● **Assignment**
Whenever a line below includes the string "with", show it.

Records drawn from a dataset

▼

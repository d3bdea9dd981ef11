//! Fletcher checksums over 8, 16 or 32 bit blocks.
//!
//! The payload is split into MSB-first blocks and two running sums are kept
//! modulo `2^block_size - 1`. The check region is both sums, `2 * block_size`
//! bits wide, appended after the payload.
//!
//! Two conventions vary between Fletcher implementations: the initial value of
//! the sums and the order they are written in. Both are explicit settings of
//! [FletcherConfig]; the defaults are sums starting at 0 and `sum2` written
//! before `sum1`.
//!
//! ```
//! use ecclab::bits::BitSequence;
//! use ecclab::fletcher::{BlockSize, Fletcher, FletcherConfig};
//!
//! let fletcher = Fletcher::new(FletcherConfig::new(BlockSize::Bits16));
//! let frame = fletcher.seal(&BitSequence::from_ascii("abcd")).unwrap();
//! assert!(fletcher.verify(&frame).is_ok());
//! ```
#[cfg(feature = "serde")]
use serde::{Deserialize, Serialize};
use tracing::{debug, trace};
use typed_builder::TypedBuilder;

use crate::bits::BitSequence;
use crate::codec::Codec;
use crate::integrity::{DecodeResult, Diagnostic};
use crate::{Error, Result};

/// Width of each summed block, and of each half of the check value.
#[derive(Clone, Copy, Debug, PartialEq, Eq, Hash)]
#[cfg_attr(feature = "serde", derive(Serialize, Deserialize))]
pub enum BlockSize {
    Bits8,
    Bits16,
    Bits32,
}

impl BlockSize {
    #[must_use]
    pub fn bits(self) -> usize {
        match self {
            Self::Bits8 => 8,
            Self::Bits16 => 16,
            Self::Bits32 => 32,
        }
    }

    /// Sums are kept modulo `2^bits - 1`.
    #[must_use]
    pub fn modulus(self) -> u64 {
        (1u64 << self.bits()) - 1
    }
}

impl TryFrom<u32> for BlockSize {
    type Error = Error;

    fn try_from(value: u32) -> Result<Self> {
        match value {
            8 => Ok(Self::Bits8),
            16 => Ok(Self::Bits16),
            32 => Ok(Self::Bits32),
            _ => Err(Error::UnsupportedBlockSize(value)),
        }
    }
}

/// Starting value of both running sums.
#[derive(Clone, Copy, Debug, Default, PartialEq, Eq, Hash)]
#[cfg_attr(feature = "serde", derive(Serialize, Deserialize))]
pub enum InitialSums {
    #[default]
    Zero,
    One,
}

impl InitialSums {
    fn value(self) -> u64 {
        match self {
            Self::Zero => 0,
            Self::One => 1,
        }
    }
}

/// Order of the two sums in the check region.
#[derive(Clone, Copy, Debug, Default, PartialEq, Eq, Hash)]
#[cfg_attr(feature = "serde", derive(Serialize, Deserialize))]
pub enum CheckOrder {
    /// `sum2` in the high half, `sum1` in the low half.
    #[default]
    Sum2Sum1,
    Sum1Sum2,
}

#[derive(Clone, Copy, Debug, PartialEq, Eq, Hash, TypedBuilder)]
#[cfg_attr(feature = "serde", derive(Serialize, Deserialize))]
pub struct FletcherConfig {
    pub block_size: BlockSize,
    #[builder(default)]
    pub initial_sums: InitialSums,
    #[builder(default)]
    pub order: CheckOrder,
}

impl FletcherConfig {
    /// Config for `block_size` using the default conventions.
    #[must_use]
    pub fn new(block_size: BlockSize) -> Self {
        Self::builder().block_size(block_size).build()
    }
}

/// The two running sums.
#[derive(Clone, Copy, Debug, Default, PartialEq, Eq, Hash)]
#[cfg_attr(feature = "serde", derive(Serialize, Deserialize))]
pub struct Sums {
    pub sum1: u64,
    pub sum2: u64,
}

#[derive(Clone, Copy, Debug, PartialEq, Eq)]
pub struct Fletcher {
    config: FletcherConfig,
}

impl Fletcher {
    #[must_use]
    pub fn new(config: FletcherConfig) -> Self {
        Self { config }
    }

    /// Classic Fletcher-16: 8-bit blocks with a 16-bit check value.
    #[must_use]
    pub fn fletcher16() -> Self {
        Self::new(FletcherConfig::new(BlockSize::Bits8))
    }

    #[must_use]
    pub fn config(&self) -> &FletcherConfig {
        &self.config
    }

    /// Width of the check region in bits.
    #[must_use]
    pub fn check_len(&self) -> usize {
        2 * self.config.block_size.bits()
    }

    /// Running sums over `payload`.
    ///
    /// # Errors
    /// [Error::Misaligned] if `payload` is not a whole number of blocks.
    pub fn sums(&self, payload: &BitSequence) -> Result<Sums> {
        let modulus = self.config.block_size.modulus();
        let init = self.config.initial_sums.value();
        let mut sums = Sums {
            sum1: init,
            sum2: init,
        };
        for (idx, block) in payload.blocks(self.config.block_size.bits())?.enumerate() {
            sums.sum1 = (sums.sum1 + block) % modulus;
            sums.sum2 = (sums.sum2 + sums.sum1) % modulus;
            trace!(
                block = idx,
                value = block,
                "sum1={} sum2={}",
                sums.sum1,
                sums.sum2
            );
        }
        Ok(sums)
    }

    fn check_value(&self, sums: Sums) -> Result<BitSequence> {
        let width = self.config.block_size.bits();
        let sum1 = BitSequence::from_value(sums.sum1, width)?;
        let sum2 = BitSequence::from_value(sums.sum2, width)?;
        Ok(match self.config.order {
            CheckOrder::Sum2Sum1 => sum2.concat(&sum1),
            CheckOrder::Sum1Sum2 => sum1.concat(&sum2),
        })
    }

    fn received_sums(&self, check: &BitSequence) -> Result<Sums> {
        let (high, low) = check.split_at(self.config.block_size.bits());
        let (high, low) = (high.value()?, low.value()?);
        Ok(match self.config.order {
            CheckOrder::Sum2Sum1 => Sums {
                sum1: low,
                sum2: high,
            },
            CheckOrder::Sum1Sum2 => Sums {
                sum1: high,
                sum2: low,
            },
        })
    }

    /// Verify the trailing check value of `frame`.
    pub fn verify(&self, frame: &BitSequence) -> DecodeResult {
        let (payload, check) = match frame.split_check(self.check_len()) {
            Ok(parts) => parts,
            Err(err) => return DecodeResult::malformed(err),
        };
        let computed = match self.sums(&payload) {
            Ok(sums) => sums,
            Err(err) => return DecodeResult::malformed(err),
        };
        let received = match self.received_sums(&check) {
            Ok(sums) => sums,
            Err(err) => return DecodeResult::malformed(err),
        };

        if computed == received {
            DecodeResult::Ok { payload }
        } else {
            debug!(?computed, ?received, "fletcher mismatch; frame rejected");
            DecodeResult::Error {
                diagnostic: Diagnostic::FletcherMismatch { computed, received },
                payload: Some(payload),
            }
        }
    }

    /// Append the check value to `payload`, first zero-padding it to whole
    /// blocks.
    pub fn seal(&self, payload: &BitSequence) -> Result<BitSequence> {
        let (padded, padding) = payload.pad_to_multiple(self.config.block_size.bits());
        if padding > 0 {
            debug!(
                "padded payload with {padding} bits to complete {}-bit blocks",
                self.config.block_size.bits()
            );
        }
        let sums = self.sums(&padded)?;
        Ok(padded.concat(&self.check_value(sums)?))
    }
}

impl Codec for Fletcher {
    fn name(&self) -> &'static str {
        match self.config.block_size {
            BlockSize::Bits8 => "fletcher-16",
            BlockSize::Bits16 => "fletcher-32",
            BlockSize::Bits32 => "fletcher-64",
        }
    }

    fn encode(&self, payload: &BitSequence) -> Result<BitSequence> {
        self.seal(payload)
    }

    fn decode(&self, frame: &BitSequence) -> DecodeResult {
        self.verify(frame)
    }
}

▲

● **Exercise result**
    /// Classic Fletcher-16: 8-bit blocks with a 16-bit check value.
                "padded payload with {padding} bits to complete {}-bit blocks",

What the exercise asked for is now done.